Missed cues, forgotten lines, props that just didn't work... you name it, it happened. The crowd, tried for some time to politely hold it together, but eventually - I believe when the walls literally and figuratively started to collapse, the audience lost it and just roared with laughter. It was brutal, just unredeemed brutality.



That play is the best analogy I have for when disc golf starts to go bad and you simply cannot recover. I played a few weeks ago with my friend Sam, when he had such a round. Lost discs, found discs, lost discs, hitting trees, more trees, lost discs, terrible shots, nothing worked. It culminated when he was teeing off - and at the exact moment he was releasing a drive - he was stung on the neck by a wasp. Seriously.

He valiantly tried one more hole, but he again shanked a shot - losing his favorite driver - and he just quit the round. At the time, I had to hold my tongue because he was clearly not a happy camper - but the next day we were able to laugh about it and he said it was bar-none the worst round he has ever played.

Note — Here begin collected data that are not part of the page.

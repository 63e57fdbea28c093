//! Debug triggers: `tselect`/`tdata1-3`, chained pairs, `icount` countdown, `spec.md` §4.6.
//!
//! The teacher has no debug-trigger machinery at all, so this is built in the style of `csr/`
//! (small bitfield-view struct over a raw `u64`, mask-apply writes) for consistency with the rest
//! of the architectural state, rather than lifted from any one teacher file.

use bitvec::field::BitField;
use bitvec::order::Lsb0;
use bitvec::view::BitView;

use crate::privilege::PrivilegeLevel;

/// What a trigger compares against.
#[derive(Debug, Clone, Copy, PartialEq, Eq)]
pub enum MatchMode {
    AddrBefore,
    AddrAfter,
    Opcode,
    LoadAddr,
    StoreAddr,
    LoadData,
    StoreData,
    Icount,
    Disabled,
}

impl MatchMode {
    fn encode(self) -> u8 {
        match self {
            MatchMode::Disabled => 0,
            MatchMode::AddrBefore => 1,
            MatchMode::AddrAfter => 2,
            MatchMode::Opcode => 3,
            MatchMode::LoadAddr => 4,
            MatchMode::StoreAddr => 5,
            MatchMode::LoadData => 6,
            MatchMode::StoreData => 7,
            MatchMode::Icount => 8,
        }
    }

    fn decode(bits: u8) -> Self {
        match bits {
            1 => MatchMode::AddrBefore,
            2 => MatchMode::AddrAfter,
            3 => MatchMode::Opcode,
            4 => MatchMode::LoadAddr,
            5 => MatchMode::StoreAddr,
            6 => MatchMode::LoadData,
            7 => MatchMode::StoreData,
            8 => MatchMode::Icount,
            _ => MatchMode::Disabled,
        }
    }
}

/// What happens when a trigger (or chained pair) fires, `spec.md` §4.6.
#[derive(Debug, Clone, Copy, PartialEq, Eq)]
pub enum TriggerAction {
    Breakpoint,
    EnterDebugMode,
}

mod idx {
    pub const MODE_LO: usize = 0;
    pub const MODE_HI: usize = 4;
    pub const ACTION: usize = 4;
    pub const CHAIN: usize = 5;
    pub const DMODE: usize = 6;
    pub const M: usize = 7;
    pub const S: usize = 8;
    pub const U: usize = 9;
    pub const COUNT_LO: usize = 16;
    pub const COUNT_HI: usize = 32;
}

/// Bitfield view of one trigger's `tdata1`. `tdata2` is the raw compare value (address, opcode,
/// or load/store data depending on [`MatchMode`]); `tdata3` is reserved (kept for the CSR-number
/// surface but unused by any currently-supported match mode).
#[derive(Debug, Clone, Copy, Default)]
pub struct Tdata1(u64);

impl Tdata1 {
    pub fn from_raw(raw: u64) -> Self {
        Self(raw)
    }

    pub fn raw(self) -> u64 {
        self.0
    }

    pub fn mode(self) -> MatchMode {
        let bits: u8 = self.0.view_bits::<Lsb0>()[idx::MODE_LO..idx::MODE_HI].load();
        MatchMode::decode(bits)
    }

    pub fn set_mode(&mut self, mode: MatchMode) {
        self.0.view_bits_mut::<Lsb0>()[idx::MODE_LO..idx::MODE_HI].store(mode.encode());
    }

    pub fn action(self) -> TriggerAction {
        if self.0.view_bits::<Lsb0>()[idx::ACTION] {
            TriggerAction::EnterDebugMode
        } else {
            TriggerAction::Breakpoint
        }
    }

    pub fn set_action(&mut self, action: TriggerAction) {
        self.0.view_bits_mut::<Lsb0>().set(idx::ACTION, action == TriggerAction::EnterDebugMode);
    }

    pub fn chain(self) -> bool {
        self.0.view_bits::<Lsb0>()[idx::CHAIN]
    }

    pub fn set_chain(&mut self, value: bool) {
        self.0.view_bits_mut::<Lsb0>().set(idx::CHAIN, value);
    }

    /// Debug-mode-only trigger: only visible/writable while the hart is in debug mode.
    pub fn dmode(self) -> bool {
        self.0.view_bits::<Lsb0>()[idx::DMODE]
    }

    pub fn set_dmode(&mut self, value: bool) {
        self.0.view_bits_mut::<Lsb0>().set(idx::DMODE, value);
    }

    pub fn enabled_in(self, level: PrivilegeLevel) -> bool {
        let bits = self.0.view_bits::<Lsb0>();
        match level {
            PrivilegeLevel::Machine => bits[idx::M],
            PrivilegeLevel::Supervisor => bits[idx::S],
            PrivilegeLevel::User => bits[idx::U],
        }
    }

    pub fn set_enabled_in(&mut self, level: PrivilegeLevel, value: bool) {
        let bit = match level {
            PrivilegeLevel::Machine => idx::M,
            PrivilegeLevel::Supervisor => idx::S,
            PrivilegeLevel::User => idx::U,
        };
        self.0.view_bits_mut::<Lsb0>().set(bit, value);
    }

    /// `icount`'s remaining count-down, `spec.md` §4: "original decrements a live counter per
    /// retired instruction and fires at zero rather than comparing absolute counts".
    pub fn count(self) -> u16 {
        self.0.view_bits::<Lsb0>()[idx::COUNT_LO..idx::COUNT_HI].load()
    }

    pub fn set_count(&mut self, count: u16) {
        self.0.view_bits_mut::<Lsb0>()[idx::COUNT_LO..idx::COUNT_HI].store(count);
    }
}

/// One trigger cell: `{tdata1, tdata2, tdata3}` per `spec.md` §3.
#[derive(Debug, Clone, Copy, Default)]
pub struct Trigger {
    pub tdata1: Tdata1,
    pub tdata2: u64,
    pub tdata3: u64,
}

/// Up to `K` trigger cells plus `tselect`, `spec.md` §3/§4.6.
#[derive(Debug, Clone)]
pub struct TriggerUnit {
    triggers: Vec<Trigger>,
    tselect: usize,
}

impl TriggerUnit {
    pub fn new(count: usize) -> Self {
        Self { triggers: vec![Trigger::default(); count], tselect: 0 }
    }

    pub fn len(&self) -> usize {
        self.triggers.len()
    }

    pub fn is_empty(&self) -> bool {
        self.triggers.is_empty()
    }

    pub fn tselect(&self) -> usize {
        self.tselect
    }

    pub fn set_tselect(&mut self, value: usize) {
        if value < self.triggers.len() {
            self.tselect = value;
        }
    }

    pub fn selected(&self) -> &Trigger {
        &self.triggers[self.tselect]
    }

    pub fn selected_mut(&mut self) -> &mut Trigger {
        &mut self.triggers[self.tselect]
    }

    pub fn get(&self, ix: usize) -> Option<&Trigger> {
        self.triggers.get(ix)
    }

    /// Scans every trigger (and its chained partner, if any) for a hit against `mode`/`value` at
    /// the current privilege level. `spec.md` §4.6: "Triggers may be paired... both must fire for
    /// action." Returns the first tripped trigger's action, if any, as `(index, action)`.
    pub fn evaluate(&self, mode: MatchMode, value: u64, level: PrivilegeLevel) -> Option<(usize, TriggerAction)> {
        let single_hit = |ix: usize| -> bool {
            let t = &self.triggers[ix];
            t.tdata1.mode() == mode && t.tdata1.enabled_in(level) && t.tdata2 == value
        };
        let mut ix = 0;
        while ix < self.triggers.len() {
            let t = &self.triggers[ix];
            if t.tdata1.mode() != mode {
                ix += 1;
                continue;
            }
            if t.tdata1.chain() && ix + 1 < self.triggers.len() {
                if single_hit(ix) && single_hit(ix + 1) {
                    return Some((ix + 1, self.triggers[ix + 1].tdata1.action()));
                }
                ix += 2;
            } else {
                if single_hit(ix) {
                    return Some((ix, t.tdata1.action()));
                }
                ix += 1;
            }
        }
        None
    }

    /// Ticks every armed `icount` trigger down by one (called once per retired instruction);
    /// returns the actions of any trigger whose count just reached zero, after which the trigger
    /// auto-disarms (reloading from `tdata2`'s saved initial count would require harness
    /// re-arming, matching real `icount` semantics of firing once per arm).
    pub fn tick_icount(&mut self) -> Vec<(usize, TriggerAction)> {
        let mut fired = Vec::new();
        for (ix, t) in self.triggers.iter_mut().enumerate() {
            if t.tdata1.mode() != MatchMode::Icount {
                continue;
            }
            let count = t.tdata1.count();
            if count == 0 {
                continue;
            }
            let remaining = count - 1;
            t.tdata1.set_count(remaining);
            if remaining == 0 {
                fired.push((ix, t.tdata1.action()));
            }
        }
        fired
    }
}

#[cfg(test)]
mod tests {
    use super::*;

    #[test]
    fn single_trigger_fires_on_exact_address() {
        let mut unit = TriggerUnit::new(4);
        unit.selected_mut().tdata1.set_mode(MatchMode::AddrBefore);
        unit.selected_mut().tdata1.set_enabled_in(PrivilegeLevel::Machine, true);
        unit.selected_mut().tdata2 = 0x8000_0000;
        let hit = unit.evaluate(MatchMode::AddrBefore, 0x8000_0000, PrivilegeLevel::Machine);
        assert_eq!(hit, Some((0, TriggerAction::Breakpoint)));
    }

    #[test]
    fn trigger_disabled_in_current_privilege_does_not_fire() {
        let mut unit = TriggerUnit::new(4);
        unit.selected_mut().tdata1.set_mode(MatchMode::AddrBefore);
        unit.selected_mut().tdata2 = 0x8000_0000;
        let hit = unit.evaluate(MatchMode::AddrBefore, 0x8000_0000, PrivilegeLevel::Machine);
        assert_eq!(hit, None);
    }

    #[test]
    fn chained_pair_requires_both_to_match() {
        let mut unit = TriggerUnit::new(4);
        unit.set_tselect(0);
        unit.selected_mut().tdata1.set_mode(MatchMode::StoreAddr);
        unit.selected_mut().tdata1.set_chain(true);
        unit.selected_mut().tdata1.set_enabled_in(PrivilegeLevel::Machine, true);
        unit.selected_mut().tdata2 = 0x1000;
        unit.set_tselect(1);
        unit.selected_mut().tdata1.set_mode(MatchMode::StoreAddr);
        unit.selected_mut().tdata1.set_enabled_in(PrivilegeLevel::Machine, true);
        unit.selected_mut().tdata2 = 0x1000;
        unit.selected_mut().tdata1.set_action(TriggerAction::EnterDebugMode);

        assert_eq!(
            unit.evaluate(MatchMode::StoreAddr, 0x1000, PrivilegeLevel::Machine),
            Some((1, TriggerAction::EnterDebugMode))
        );
    }

    #[test]
    fn icount_fires_once_count_reaches_zero() {
        let mut unit = TriggerUnit::new(2);
        unit.selected_mut().tdata1.set_mode(MatchMode::Icount);
        unit.selected_mut().tdata1.set_count(2);
        assert!(unit.tick_icount().is_empty());
        assert_eq!(unit.tick_icount(), vec![(0, TriggerAction::Breakpoint)]);
    }
}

Well, yesterday was my day to fail and it was ugly. I have a park near my office that has a nice long narrow field that borders a small pond and some big bushes. First thing to go wrong - I throw two drives that turn too hard right and end up out by the pond - lost in a huge deep mess of some very thick bushes. I had to go into this mess about 40 feet to get them back. I found them and say to myself, "I can't end on those terrible shots. One more round of drives, just one more!"

I was already pushing an hour into my lunch break, but I wanted to end positive.


Bad call.

This time I manage to turn over my favorite Discraft Surge, which I don't think I've ever done before, and put it INTO the muck filled pond. I can see it floating 20' from shore and start throwing rocks passed it - trying to gently send it floating towards the edge of the pond. Finally after an eternity of rocks, it's 5 feet from the shore and I reach out with a stick to pull it closer and let the air out from under it and it sinks into the murky muck.

At that exact moment, I notice that my wallet is no longer in my back pocket. It's gone.

In all of the crawling through bushes I'd somehow lost it. I quickly pull off my shoes and socks, get into the slime covered pond - manage to get my pants wet and scoop up the sunk Surge. Back to the shore, and shoes back on - pretty sure that I scared the living crap out of a young mother walking her newborn in an otherwise serene park as I come tromping out of the bushes looking angry. I search the shore, I search the bushes. No wallet.

Now I'm running around a park the size of 2 football fields, covered in leaves, trying to find a wallet that's basically camouflage color. Back and forth I run, sweating like a pig, no wallet. I go back to the bushes by the pond and once again dive 40' into the first thicket. Finally, there it is, under some leaves in the spot where the first disc was... my stupid wallet. Nearly an hour had passed since I put the Surge in the pond - and I am done. Or more to the point, "it" was done with me.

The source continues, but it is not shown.